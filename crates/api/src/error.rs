//! Error responses.
//!
//! Every failure leaves the API as `{"error": "<code>", "message": "<text>"}`.

use axum::{
    Json,
    http::StatusCode,
    response::{IntoResponse, Response},
};
use reimburse_core::approval::ApprovalError;
use reimburse_db::RepositoryError;
use serde_json::json;
use tracing::{error, warn};

/// Builds an error response.
pub fn error_response(status: StatusCode, error: &str, message: impl Into<String>) -> Response {
    let message: String = message.into();
    (status, Json(json!({ "error": error, "message": message }))).into_response()
}

/// Maps a repository error, logging server-side failures with their detail.
pub fn repository_error_response(e: &RepositoryError) -> Response {
    let status =
        StatusCode::from_u16(e.status_code()).unwrap_or(StatusCode::INTERNAL_SERVER_ERROR);

    if e.is_internal() {
        error!(error = %e, "Request failed");
    } else if let RepositoryError::Approval(ApprovalError::ReferenceIntegrity(detail)) = e {
        warn!(detail = %detail, "Reference integrity violation");
    }

    error_response(status, e.error_code(), e.public_message())
}

/// 403 response for a role that may not use the endpoint.
pub fn forbidden(message: &str) -> Response {
    error_response(StatusCode::FORBIDDEN, "FORBIDDEN", message)
}

/// 400 response for malformed input.
pub fn validation_error(message: impl Into<String>) -> Response {
    error_response(StatusCode::BAD_REQUEST, "VALIDATION_ERROR", message)
}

__TASK__
Print all of the entries again, exactly as written.

__WRITTEN ANSWER__
filename crates/api/src/error.rs
//! Error responses.
//!
//! Every failure leaves the API as `{"error": "<code>", "message": "<text>"}`.

use axum::{
    Json,
    http::StatusCode,
    response::{IntoResponse, Response},
};
use reimburse_core::approval::ApprovalError;
use reimburse_db::RepositoryError;
use serde_json::json;
use tracing::{error, warn};

/// Builds an error response.
pub fn error_response(status: StatusCode, error: &str, message: impl Into<String>) -> Response {
    let message: String = message.into();
    (status, Json(json!({ "error": error, "message": message }))).into_response()
}

/// Maps a repository error, logging server-side failures with their detail.
pub fn repository_error_response(e: &RepositoryError) -> Response {
    let status =
        StatusCode::from_u16(e.status_code()).unwrap_or(StatusCode::INTERNAL_SERVER_ERROR);

    if e.is_internal() {
        error!(error = %e, "Request failed");
    } else if let RepositoryError::Approval(ApprovalError::ReferenceIntegrity(detail)) = e {
        warn!(detail = %detail, "Reference integrity violation");
    }

    error_response(status, e.error_code(), e.public_message())
}

/// 403 response for a role that may not use the endpoint.
pub fn forbidden(message: &str) -> Response {
    error_response(StatusCode::FORBIDDEN, "FORBIDDEN", message)
}

/// 400 response for malformed input.
pub fn validation_error(message: impl Into<String>) -> Response {
    error_response(StatusCode::BAD_REQUEST, "VALIDATION_ERROR", message)
}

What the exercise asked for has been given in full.